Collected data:
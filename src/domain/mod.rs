//! Domain layer - Mood entries and the statistics derived from them

pub mod analytics;
pub mod entry;
pub mod insight;
pub mod level;
pub mod rating;

pub use analytics::{
    best_day_score, overall_average_mood, weekly_series, DailyAverage, MoodSummary,
};
pub use entry::{EntryId, MoodEntry};
pub use insight::Insight;
pub use level::MoodLevel;
pub use rating::{Rating, Ratings};
//! Config management use case

use crate::error::{MoodlogError, Result};
use crate::infrastructure::{Config, FileSystemRepository, MoodRepository};

/// Service for managing journal configuration
pub struct ConfigService {
    repository: FileSystemRepository,
}

impl ConfigService {
    /// Create a new config service
    pub fn new(repository: FileSystemRepository) -> Self {
        ConfigService { repository }
    }

    /// Get a single config value
    pub fn get(&self, key: &str) -> Result<String> {
        let config = self.repository.load_config()?;

        match key {
            "recent_limit" => Ok(config.recent_limit.to_string()),
            "created" => Ok(config.created.to_rfc3339()),
            _ => Err(MoodlogError::Config(format!(
                "Unknown config key: '{}'. Valid keys are: recent_limit, created",
                key
            ))),
        }
    }

    /// Set a config value
    pub fn set(&self, key: &str, value: &str) -> Result<()> {
        let mut config = self.repository.load_config()?;

        match key {
            "recent_limit" => config.set_recent_limit(value)?,
            "created" => {
                return Err(MoodlogError::Config(
                    "Cannot modify 'created' field (read-only)".to_string(),
                ));
            }
            _ => {
                return Err(MoodlogError::Config(format!(
                    "Unknown config key: '{}'. Valid keys are: recent_limit",
                    key
                )));
            }
        }

        self.repository.save_config(&config)?;
        Ok(())
    }

    /// List all config values
    pub fn list(&self) -> Result<Config> {
        self.repository.load_config()
    }
}

#[cfg(test)]
mod tests {
    use super::*;
    use crate::application::init::init;
    use tempfile::TempDir;

    #[test]
    fn test_get_and_set_recent_limit() {
        let temp = TempDir::new().unwrap();
        let service = ConfigService::new(init(temp.path()).unwrap());

        assert_eq!(service.get("recent_limit").unwrap(), "10");
        service.set("recent_limit", "3").unwrap();
        assert_eq!(service.get("recent_limit").unwrap(), "3");
        assert_eq!(service.list().unwrap().recent_limit, 3);
    }

    #[test]
    fn test_created_is_read_only() {
        let temp = TempDir::new().unwrap();
        let service = ConfigService::new(init(temp.path()).unwrap());

        assert!(!service.get("created").unwrap().is_empty());
        match service.set("created", "2020-01-01T00:00:00Z").unwrap_err() {
            MoodlogError::Config(msg) => assert!(msg.contains("read-only")),
            other => panic!("Expected Config error, got {:?}", other),
        }
    }

    #[test]
    fn test_unknown_key() {
        let temp = TempDir::new().unwrap();
        let service = ConfigService::new(init(temp.path()).unwrap());

        assert!(service.get("theme").is_err());
        assert!(service.set("theme", "dark").is_err());
    }

    #[test]
    fn test_invalid_value_not_saved() {
        let temp = TempDir::new().unwrap();
        let service = ConfigService::new(init(temp.path()).unwrap());

        assert!(service.set("recent_limit", "zero").is_err());
        assert_eq!(service.get("recent_limit").unwrap(), "10");
    }
}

Required work =>
Whenever a line includes the word "entry", pull it out of the entries.

Response area =>
pub mod entry;
pub use entry::{EntryId, MoodEntry};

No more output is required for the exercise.